Repeat the records below exactly, line for line.

§ **THE INPUT**

━━━━━━━━

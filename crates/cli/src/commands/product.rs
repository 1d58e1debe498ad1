//! Product quick-view commands.

#![allow(clippy::print_stdout)]

use quick_view_core::{BonusRule, Handle, Selection};
use quick_view_storefront::error::add_breadcrumb;
use quick_view_storefront::{AjaxClient, QuickView, QuickViewError, QuickViewModel};

use super::cart::print_cart;

/// Open the quick-view and print it.
pub async fn show(
    client: AjaxClient,
    rule: BonusRule,
    handle: &Handle,
) -> Result<(), QuickViewError> {
    let mut view = QuickView::new(client, rule);
    let model = view.open(handle).await?;
    print_model(&model);
    Ok(())
}

/// Open the quick-view, apply the selection, and add it to the cart.
///
/// Values are matched against the variants as given, so a size or color the
/// product does not offer is reported as unavailable rather than ignored.
pub async fn add(
    client: AjaxClient,
    rule: BonusRule,
    handle: &Handle,
    size: Option<String>,
    color: Option<String>,
) -> Result<(), QuickViewError> {
    let currency = client.currency().to_owned();
    let mut view = QuickView::new(client, rule);
    view.open(handle).await?;

    let product = view.product().ok_or(QuickViewError::NotOpen)?;
    add_breadcrumb("cli", "Add to cart", Some(&[("handle", handle.as_str())]));
    let outcome = view
        .add_selection(product, &Selection { size, color })
        .await?;

    println!("Added to cart!");
    match outcome.cart {
        Some(cart) => print_cart(&cart, &currency),
        None => {
            for line in &outcome.lines {
                println!("Variant {} x{}", line.variant_id, line.quantity);
            }
        }
    }
    Ok(())
}

fn print_model(model: &QuickViewModel) {
    println!("{}", model.title);
    println!("{}", model.price);
    if !model.image.is_empty() {
        println!("Image: {}", model.image);
    }
    if !model.description.is_empty() {
        println!();
        println!("{}", model.description);
    }

    println!();
    println!("Colors:");
    for swatch in &model.swatches {
        println!("  [{}] {} {}", swatch.index, swatch.name, swatch.hex);
    }

    println!("Sizes:");
    for size in &model.sizes {
        println!("  {size}");
    }
}
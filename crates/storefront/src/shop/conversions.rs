//! Product type conversion functions.

use quick_view_core::{Handle, Price, Product, ProductId, Variant, VariantId};

use super::types::{ProductJson, VariantJson};

/// Convert a product payload. The AJAX API does not report a currency, so the
/// shop's active currency is passed in.
pub fn convert_product(product: ProductJson, currency_code: &str) -> Product {
    Product {
        id: ProductId::new(product.id),
        // An unparseable handle is display data only; lookups use the caller's handle.
        handle: product.handle.and_then(|h| Handle::parse(&h).ok()),
        title: product.title,
        price: Price::from_minor(product.price, currency_code),
        description: product.description.unwrap_or_default(),
        images: product.images,
        variants: product.variants.into_iter().map(convert_variant).collect(),
    }
}

fn convert_variant(variant: VariantJson) -> Variant {
    Variant {
        id: VariantId::new(variant.id),
        title: variant.title,
        size: variant.option1,
        color: variant.option2,
    }
}

#[cfg(test)]
#[allow(clippy::unwrap_used)]
mod tests {
    use super::*;

    #[test]
    fn test_convert_product_maps_options_in_order() {
        let json = r#"{
            "id": 1,
            "handle": "basic-tee",
            "title": "Basic Tee",
            "price": 1999,
            "description": "<p>Soft.</p>",
            "images": ["//cdn.example.com/tee.jpg"],
            "variants": [
                {"id": 11, "title": "S / Red", "option1": "S", "option2": "Red"},
                {"id": 12, "title": "M / Black", "option1": "M", "option2": "Black"}
            ]
        }"#;
        let product = convert_product(serde_json::from_str(json).unwrap(), "EUR");

        assert_eq!(product.id, ProductId::new(1));
        assert_eq!(product.handle.unwrap().as_str(), "basic-tee");
        assert_eq!(product.price, Price::from_minor(1999, "EUR"));
        assert_eq!(product.variants.len(), 2);
        assert_eq!(product.variants[1].id, VariantId::new(12));
        assert_eq!(product.variants[1].size.as_deref(), Some("M"));
        assert_eq!(product.variants[1].color.as_deref(), Some("Black"));
    }

    #[test]
    fn test_convert_product_defaults() {
        let json = r#"{"id": 2, "title": "Gift Card", "price": 0, "description": null}"#;
        let product = convert_product(serde_json::from_str(json).unwrap(), "USD");
        assert!(product.handle.is_none());
        assert_eq!(product.description, "");
        assert!(product.variants.is_empty());
    }
}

━━━━━━━━

§ **SOLVED PROBLEM**
filename crates/cli/src/commands/product.rs
repository 1d58e1debe498ad1
//! Product quick-view commands.

#![allow(clippy::print_stdout)]

use quick_view_core::{BonusRule, Handle, Selection};
use quick_view_storefront::error::add_breadcrumb;
use quick_view_storefront::{AjaxClient, QuickView, QuickViewError, QuickViewModel};

use super::cart::print_cart;

/// Open the quick-view and print it.
pub async fn show(
    client: AjaxClient,
    rule: BonusRule,
    handle: &Handle,
) -> Result<(), QuickViewError> {
    let mut view = QuickView::new(client, rule);
    let model = view.open(handle).await?;
    print_model(&model);
    Ok(())
}

/// Open the quick-view, apply the selection, and add it to the cart.
///
/// Values are matched against the variants as given, so a size or color the
/// product does not offer is reported as unavailable rather than ignored.
pub async fn add(
    client: AjaxClient,
    rule: BonusRule,
    handle: &Handle,
    size: Option<String>,
    color: Option<String>,
) -> Result<(), QuickViewError> {
    let currency = client.currency().to_owned();
    let mut view = QuickView::new(client, rule);
    view.open(handle).await?;

    let product = view.product().ok_or(QuickViewError::NotOpen)?;
    add_breadcrumb("cli", "Add to cart", Some(&[("handle", handle.as_str())]));
    let outcome = view
        .add_selection(product, &Selection { size, color })
        .await?;

    println!("Added to cart!");
    match outcome.cart {
        Some(cart) => print_cart(&cart, &currency),
        None => {
            for line in &outcome.lines {
                println!("Variant {} x{}", line.variant_id, line.quantity);
            }
        }
    }
    Ok(())
}

fn print_model(model: &QuickViewModel) {
    println!("{}", model.title);
    println!("{}", model.price);
    if !model.image.is_empty() {
        println!("Image: {}", model.image);
    }
    if !model.description.is_empty() {
        println!();
        println!("{}", model.description);
    }

    println!();
    println!("Colors:");
    for swatch in &model.swatches {
        println!("  [{}] {} {}", swatch.index, swatch.name, swatch.hex);
    }

    println!("Sizes:");
    for size in &model.sizes {
        println!("  {size}");
    }
}
filename crates/storefront/src/shop/conversions.rs
//! Product type conversion functions.

use quick_view_core::{Handle, Price, Product, ProductId, Variant, VariantId};

use super::types::{ProductJson, VariantJson};

/// Convert a product payload. The AJAX API does not report a currency, so the
/// shop's active currency is passed in.
pub fn convert_product(product: ProductJson, currency_code: &str) -> Product {
    Product {
        id: ProductId::new(product.id),
        // An unparseable handle is display data only; lookups use the caller's handle.
        handle: product.handle.and_then(|h| Handle::parse(&h).ok()),
        title: product.title,
        price: Price::from_minor(product.price, currency_code),
        description: product.description.unwrap_or_default(),
        images: product.images,
        variants: product.variants.into_iter().map(convert_variant).collect(),
    }
}

fn convert_variant(variant: VariantJson) -> Variant {
    Variant {
        id: VariantId::new(variant.id),
        title: variant.title,
        size: variant.option1,
        color: variant.option2,
    }
}

#[cfg(test)]
#[allow(clippy::unwrap_used)]
mod tests {
    use super::*;

    #[test]
    fn test_convert_product_maps_options_in_order() {
        let json = r#"{
            "id": 1,
            "handle": "basic-tee",
            "title": "Basic Tee",
            "price": 1999,
            "description": "<p>Soft.</p>",
            "images": ["//cdn.example.com/tee.jpg"],
            "variants": [
                {"id": 11, "title": "S / Red", "option1": "S", "option2": "Red"},
                {"id": 12, "title": "M / Black", "option1": "M", "option2": "Black"}
            ]
        }"#;
        let product = convert_product(serde_json::from_str(json).unwrap(), "EUR");

        assert_eq!(product.id, ProductId::new(1));
        assert_eq!(product.handle.unwrap().as_str(), "basic-tee");
        assert_eq!(product.price, Price::from_minor(1999, "EUR"));
        assert_eq!(product.variants.len(), 2);
        assert_eq!(product.variants[1].id, VariantId::new(12));
        assert_eq!(product.variants[1].size.as_deref(), Some("M"));
        assert_eq!(product.variants[1].color.as_deref(), Some("Black"));
    }

    #[test]
    fn test_convert_product_defaults() {
        let json = r#"{"id": 2, "title": "Gift Card", "price": 0, "description": null}"#;
        let product = convert_product(serde_json::from_str(json).unwrap(), "USD");
        assert!(product.handle.is_none());
        assert_eq!(product.description, "");
        assert!(product.variants.is_empty());
    }
}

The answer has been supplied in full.